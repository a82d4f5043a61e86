//! Presentation state persisted with the word list: sort, columns, UI flags.

use serde::{Deserialize, Serialize};

/// Sort column. `Unsorted` is stored as the empty string.
#[derive(Debug, Clone, Copy, Default, PartialEq, Eq, Hash, Serialize, Deserialize)]
pub enum SortKey {
    #[serde(rename = "")]
    Unsorted,
    #[serde(rename = "star")]
    Star,
    #[serde(rename = "weight")]
    Weight,
    #[default]
    #[serde(rename = "word")]
    Word,
    #[serde(rename = "definition")]
    Definition,
    #[serde(rename = "pos")]
    Pos,
    #[serde(rename = "cefr")]
    Cefr,
    #[serde(rename = "tags")]
    Tags,
}

impl SortKey {
    pub fn as_str(self) -> &'static str {
        match self {
            Self::Unsorted => "",
            Self::Star => "star",
            Self::Weight => "weight",
            Self::Word => "word",
            Self::Definition => "definition",
            Self::Pos => "pos",
            Self::Cefr => "cefr",
            Self::Tags => "tags",
        }
    }

    /// Parses a current-schema key name.
    pub fn parse(value: &str) -> Option<Self> {
        match value {
            "" => Some(Self::Unsorted),
            "star" => Some(Self::Star),
            "weight" => Some(Self::Weight),
            "word" => Some(Self::Word),
            "definition" => Some(Self::Definition),
            "pos" => Some(Self::Pos),
            "cefr" => Some(Self::Cefr),
            "tags" => Some(Self::Tags),
            _ => None,
        }
    }
}

impl From<ColumnKey> for SortKey {
    fn from(value: ColumnKey) -> Self {
        match value {
            ColumnKey::Star => Self::Star,
            ColumnKey::Weight => Self::Weight,
            ColumnKey::Word => Self::Word,
            ColumnKey::Definition => Self::Definition,
            ColumnKey::Pos => Self::Pos,
            ColumnKey::Cefr => Self::Cefr,
            ColumnKey::Tags => Self::Tags,
        }
    }
}

#[derive(Debug, Clone, Copy, Default, PartialEq, Eq, Hash, Serialize, Deserialize)]
#[serde(rename_all = "lowercase")]
pub enum SortDirection {
    #[default]
    Asc,
    Desc,
}

impl SortDirection {
    pub fn reversed(self) -> Self {
        match self {
            Self::Asc => Self::Desc,
            Self::Desc => Self::Asc,
        }
    }
}

#[derive(Debug, Clone, Copy, Default, PartialEq, Eq, Serialize, Deserialize)]
pub struct SortState {
    pub key: SortKey,
    pub dir: SortDirection,
}

impl SortState {
    pub fn new(key: SortKey, dir: SortDirection) -> Self {
        Self { key, dir }
    }

    pub fn is_sorted(&self) -> bool {
        self.key != SortKey::Unsorted
    }
}

/// Fixed word-list column.
#[derive(Debug, Clone, Copy, PartialEq, Eq, Hash)]
pub enum ColumnKey {
    Star,
    Weight,
    Word,
    Definition,
    Pos,
    Cefr,
    Tags,
}

impl ColumnKey {
    pub const ALL: [ColumnKey; 7] = [
        Self::Star,
        Self::Weight,
        Self::Word,
        Self::Definition,
        Self::Pos,
        Self::Cefr,
        Self::Tags,
    ];

    pub fn as_str(self) -> &'static str {
        SortKey::from(self).as_str()
    }

    pub fn parse(value: &str) -> Option<Self> {
        Self::ALL.into_iter().find(|column| column.as_str() == value)
    }
}

/// Column visibility.
#[derive(Debug, Clone, Copy, PartialEq, Eq, Serialize, Deserialize)]
pub struct ColumnsState {
    pub star: bool,
    pub weight: bool,
    pub word: bool,
    pub definition: bool,
    pub pos: bool,
    pub cefr: bool,
    pub tags: bool,
}

impl Default for ColumnsState {
    fn default() -> Self {
        Self {
            star: true,
            weight: true,
            word: true,
            definition: true,
            pos: true,
            cefr: true,
            tags: true,
        }
    }
}

impl ColumnsState {
    pub fn is_visible(&self, column: ColumnKey) -> bool {
        match column {
            ColumnKey::Star => self.star,
            ColumnKey::Weight => self.weight,
            ColumnKey::Word => self.word,
            ColumnKey::Definition => self.definition,
            ColumnKey::Pos => self.pos,
            ColumnKey::Cefr => self.cefr,
            ColumnKey::Tags => self.tags,
        }
    }

    pub fn set_visible(&mut self, column: ColumnKey, visible: bool) {
        let slot = match column {
            ColumnKey::Star => &mut self.star,
            ColumnKey::Weight => &mut self.weight,
            ColumnKey::Word => &mut self.word,
            ColumnKey::Definition => &mut self.definition,
            ColumnKey::Pos => &mut self.pos,
            ColumnKey::Cefr => &mut self.cefr,
            ColumnKey::Tags => &mut self.tags,
        };
        *slot = visible;
    }
}

/// UI flags shared across views.
#[derive(Debug, Clone, Default, PartialEq, Eq, Serialize, Deserialize)]
#[serde(rename_all = "camelCase")]
pub struct UiState {
    pub show_translation: bool,
    /// Selected entry id; empty means no selection.
    pub current_word_id: String,
    pub row_selection_mode: bool,
    pub debug_panel: bool,
}
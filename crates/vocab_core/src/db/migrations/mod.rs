//! Migration registry and executor for the state database.
//!
//! # Invariants
//! - `version` values must remain monotonic.
//! - Applied migration version is mirrored to `PRAGMA user_version`.

use crate::db::{DbError, DbResult};
use log::info;
use rusqlite::Connection;

#[derive(Debug, Clone, Copy)]
struct Migration {
    version: u32,
    sql: &'static str,
}

const MIGRATIONS: &[Migration] = &[Migration {
    version: 1,
    sql: include_str!("0001_kv_entries.sql"),
}];

/// Returns the latest migration version known by this binary.
pub fn latest_version() -> u32 {
    MIGRATIONS.last().map_or(0, |migration| migration.version)
}

/// Applies all pending migrations in one transaction.
pub fn apply_migrations(conn: &mut Connection) -> DbResult<()> {
    let current_version = current_user_version(conn)?;
    let latest = latest_version();

    if current_version > latest {
        return Err(DbError::SchemaTooNew {
            found: current_version,
            supported: latest,
        });
    }

    if current_version == latest {
        return Ok(());
    }

    let tx = conn.transaction()?;
    for migration in MIGRATIONS
        .iter()
        .filter(|migration| migration.version > current_version)
    {
        tx.execute_batch(migration.sql)?;
        tx.execute_batch(&format!("PRAGMA user_version = {};", migration.version))?;
    }
    tx.commit()?;

    info!(
        "event=db_migrate module=db status=ok from_version={} to_version={}",
        current_version, latest
    );
    Ok(())
}

fn current_user_version(conn: &Connection) -> DbResult<u32> {
    let version = conn.query_row("PRAGMA user_version;", [], |row| row.get::<_, u32>(0))?;
    Ok(version)
}
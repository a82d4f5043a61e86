//! Filter state, saved filter presets and their comparison forms.

use super::weight::{Weight, ALL_WEIGHTS};
use serde::{Deserialize, Serialize};

/// Live filter selection applied to the word list.
#[derive(Debug, Clone, PartialEq, Eq, Serialize, Deserialize)]
#[serde(rename_all = "camelCase")]
pub struct Filters {
    pub starred: bool,
    /// Allowed weights, ascending and unique. Never empty.
    pub weight: Vec<Weight>,
    pub search: String,
    pub pos: Vec<String>,
    pub cefr: Vec<String>,
    pub tags: Vec<String>,
}

impl Default for Filters {
    fn default() -> Self {
        Self {
            starred: false,
            weight: ALL_WEIGHTS.to_vec(),
            search: String::new(),
            pos: Vec::new(),
            cefr: Vec::new(),
            tags: Vec::new(),
        }
    }
}

/// Named, persisted filter preset.
#[derive(Debug, Clone, PartialEq, Eq, Serialize, Deserialize)]
#[serde(rename_all = "camelCase")]
pub struct FilterSet {
    pub id: String,
    pub name: String,
    pub filters: Filters,
}

/// Comparison-only form of [`Filters`].
///
/// Lists are lower-cased and sorted, so two filter states that differ only
/// in insertion order or casing compare (and serialize) equal.
#[derive(Debug, Clone, PartialEq, Eq, Serialize)]
pub struct CanonicalFilters {
    pub starred: bool,
    pub search: String,
    pub weight: Vec<Weight>,
    pub pos: Vec<String>,
    pub cefr: Vec<String>,
    pub tags: Vec<String>,
}

/// Comparison-only form of a [`FilterSet`].
#[derive(Debug, Clone, PartialEq, Eq, Serialize)]
pub struct CanonicalFilterSet {
    pub id: String,
    pub name: String,
    pub filters: CanonicalFilters,
}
***
Action item:
Copy out the range of lines above starting at the line with "pub struct UiState" and ending at the line with "if current_version >", exactly and including both.

Answer box:
pub struct UiState {
    pub show_translation: bool,
    /// Selected entry id; empty means no selection.
    pub current_word_id: String,
    pub row_selection_mode: bool,
    pub debug_panel: bool,
}
filename crates/vocab_core/src/db/migrations/mod.rs
//! Migration registry and executor for the state database.
//!
//! # Invariants
//! - `version` values must remain monotonic.
//! - Applied migration version is mirrored to `PRAGMA user_version`.

use crate::db::{DbError, DbResult};
use log::info;
use rusqlite::Connection;

#[derive(Debug, Clone, Copy)]
struct Migration {
    version: u32,
    sql: &'static str,
}

const MIGRATIONS: &[Migration] = &[Migration {
    version: 1,
    sql: include_str!("0001_kv_entries.sql"),
}];

/// Returns the latest migration version known by this binary.
pub fn latest_version() -> u32 {
    MIGRATIONS.last().map_or(0, |migration| migration.version)
}

/// Applies all pending migrations in one transaction.
pub fn apply_migrations(conn: &mut Connection) -> DbResult<()> {
    let current_version = current_user_version(conn)?;
    let latest = latest_version();

    if current_version > latest {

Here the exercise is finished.